--- DIRECTIONS FOR THIS TASK ---
Copy each line below that contains "Create".

—————

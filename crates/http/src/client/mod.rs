//! Taskdesk API client

pub mod auth;
pub mod error;
pub mod manager;
pub mod tasks;

use error::ClientError;
use reqwest::{Client, ClientBuilder, Method, StatusCode, header};
use serde::{Serialize, de::DeserializeOwned};
use serde_json::Value;
use std::sync::Arc;
use std::time::Duration;
use taskdesk_core::{MemoryTokenStore, TokenStore};
use tracing::debug;

const DEFAULT_USER_AGENT: &str = concat!("taskdesk-client/", env!("CARGO_PKG_VERSION"));

/// Taskdesk API client
///
/// Cloning is cheap; clones share the connection pool and token store.
#[derive(Clone)]
pub struct ApiClient {
    client: Client,
    base_url: String,
    tokens: Arc<dyn TokenStore>,
}

impl ApiClient {
    /// Create a client without a stored token
    pub fn new(base_url: impl Into<String>) -> Result<Self, ClientError> {
        Self::builder().base_url(base_url).build()
    }

    /// Create a new client builder
    pub fn builder() -> ApiClientBuilder {
        ApiClientBuilder::default()
    }

    /// Get the base URL
    pub fn base_url(&self) -> &str {
        &self.base_url
    }

    /// Token store consulted on every authenticated request
    pub fn token_store(&self) -> &Arc<dyn TokenStore> {
        &self.tokens
    }

    /// Send an authenticated request
    ///
    /// Returns the parsed JSON body on success, or `None` for `204 No Content`.
    pub async fn request<B: Serialize + ?Sized>(
        &self,
        method: Method,
        path: &str,
        body: Option<&B>,
    ) -> Result<Option<Value>, ClientError> {
        let request = self.authorized(method.clone(), path).await?;
        Self::execute(method, path, request, body).await
    }

    /// Send an authenticated request where only the status matters
    ///
    /// Any 2xx counts as success and the response body is not read.
    pub async fn send_status<B: Serialize + ?Sized>(
        &self,
        method: Method,
        path: &str,
        body: Option<&B>,
    ) -> Result<(), ClientError> {
        let request = self.authorized(method.clone(), path).await?;
        Self::send(method, path, request, body).await?;
        Ok(())
    }

    /// Send a request without the `Authorization` header
    pub async fn public_request<B: Serialize + ?Sized>(
        &self,
        method: Method,
        path: &str,
        body: Option<&B>,
    ) -> Result<Option<Value>, ClientError> {
        let request = self.builder_for(method.clone(), path);
        Self::execute(method, path, request, body).await
    }

    /// Send an authenticated request and deserialize the response body
    pub async fn request_json<T: DeserializeOwned, B: Serialize + ?Sized>(
        &self,
        method: Method,
        path: &str,
        body: Option<&B>,
    ) -> Result<T, ClientError> {
        let value = self
            .request(method, path, body)
            .await?
            .ok_or(ClientError::EmptyResponse)?;
        Ok(serde_json::from_value(value)?)
    }

    /// Authenticated `GET`
    pub async fn get(&self, path: &str) -> Result<Option<Value>, ClientError> {
        self.request(Method::GET, path, None::<&Value>).await
    }

    /// Authenticated `POST` with a JSON body
    pub async fn post<B: Serialize + ?Sized>(
        &self,
        path: &str,
        body: &B,
    ) -> Result<Option<Value>, ClientError> {
        self.request(Method::POST, path, Some(body)).await
    }

    /// Authenticated `PUT` with a JSON body
    pub async fn put<B: Serialize + ?Sized>(
        &self,
        path: &str,
        body: &B,
    ) -> Result<Option<Value>, ClientError> {
        self.request(Method::PUT, path, Some(body)).await
    }

    /// Authenticated `PATCH` with a JSON body
    pub async fn patch<B: Serialize + ?Sized>(
        &self,
        path: &str,
        body: &B,
    ) -> Result<Option<Value>, ClientError> {
        self.request(Method::PATCH, path, Some(body)).await
    }

    /// Authenticated `DELETE`
    pub async fn delete(&self, path: &str) -> Result<Option<Value>, ClientError> {
        self.request(Method::DELETE, path, None::<&Value>).await
    }

    fn builder_for(&self, method: Method, path: &str) -> reqwest::RequestBuilder {
        let url = format!("{}{}", self.base_url, path);
        self.client
            .request(method, url)
            .header(header::CONTENT_TYPE, "application/json")
    }

    async fn authorized(
        &self,
        method: Method,
        path: &str,
    ) -> Result<reqwest::RequestBuilder, ClientError> {
        let mut request = self.builder_for(method, path);
        // Re-read on every call so a rotated token is picked up
        if let Some(token) = self.tokens.get().await? {
            request = request.bearer_auth(token);
        }
        Ok(request)
    }

    /// Execute a request and normalize the response
    async fn execute<B: Serialize + ?Sized>(
        method: Method,
        path: &str,
        request: reqwest::RequestBuilder,
        body: Option<&B>,
    ) -> Result<Option<Value>, ClientError> {
        let response = Self::send(method, path, request, body).await?;
        if response.status() == StatusCode::NO_CONTENT {
            return Ok(None);
        }

        let bytes = response.bytes().await?;
        Ok(Some(serde_json::from_slice(&bytes)?))
    }

    /// Send a request, turning any non-2xx status into `ClientError::Api`
    async fn send<B: Serialize + ?Sized>(
        method: Method,
        path: &str,
        mut request: reqwest::RequestBuilder,
        body: Option<&B>,
    ) -> Result<reqwest::Response, ClientError> {
        if let Some(body) = body {
            request = request.body(serde_json::to_vec(body)?);
        }

        let response = request.send().await?;
        let status = response.status();
        debug!(%method, path, status = status.as_u16(), "api response");

        if status.is_success() {
            return Ok(response);
        }

        let bytes = response.bytes().await?;
        Err(ClientError::Api {
            method,
            status,
            body: serde_json::from_slice(&bytes).ok(),
        })
    }
}

/// Builder for ApiClient
#[derive(Default)]
pub struct ApiClientBuilder {
    base_url: Option<String>,
    tokens: Option<Arc<dyn TokenStore>>,
    timeout: Option<Duration>,
    user_agent: Option<String>,
}

impl ApiClientBuilder {
    /// Set the base URL
    pub fn base_url(mut self, url: impl Into<String>) -> Self {
        self.base_url = Some(url.into());
        self
    }

    /// Set the store the bearer token is read from
    pub fn token_store(mut self, tokens: Arc<dyn TokenStore>) -> Self {
        self.tokens = Some(tokens);
        self
    }

    /// Set the request timeout
    pub fn timeout(mut self, timeout: Duration) -> Self {
        self.timeout = Some(timeout);
        self
    }

    /// Set the user agent
    pub fn user_agent(mut self, agent: impl Into<String>) -> Self {
        self.user_agent = Some(agent.into());
        self
    }

    /// Build the client
    pub fn build(self) -> Result<ApiClient, ClientError> {
        let base_url = self
            .base_url
            .ok_or_else(|| ClientError::Configuration("base_url is required".into()))?;

        // Ensure base_url ends without a trailing slash
        let base_url = base_url.trim_end_matches('/').to_string();

        let mut client_builder = ClientBuilder::new();

        #[cfg(not(target_arch = "wasm32"))]
        if let Some(timeout) = self.timeout {
            client_builder = client_builder.timeout(timeout);
        }

        client_builder = client_builder.user_agent(
            self.user_agent
                .unwrap_or_else(|| DEFAULT_USER_AGENT.to_string()),
        );

        let client = client_builder.build()?;

        Ok(ApiClient {
            client,
            base_url,
            tokens: self
                .tokens
                .unwrap_or_else(|| Arc::new(MemoryTokenStore::new())),
        })
    }
}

—————

--- FINAL ANSWER ---
    /// Create a client without a stored token
    /// Create a new client builder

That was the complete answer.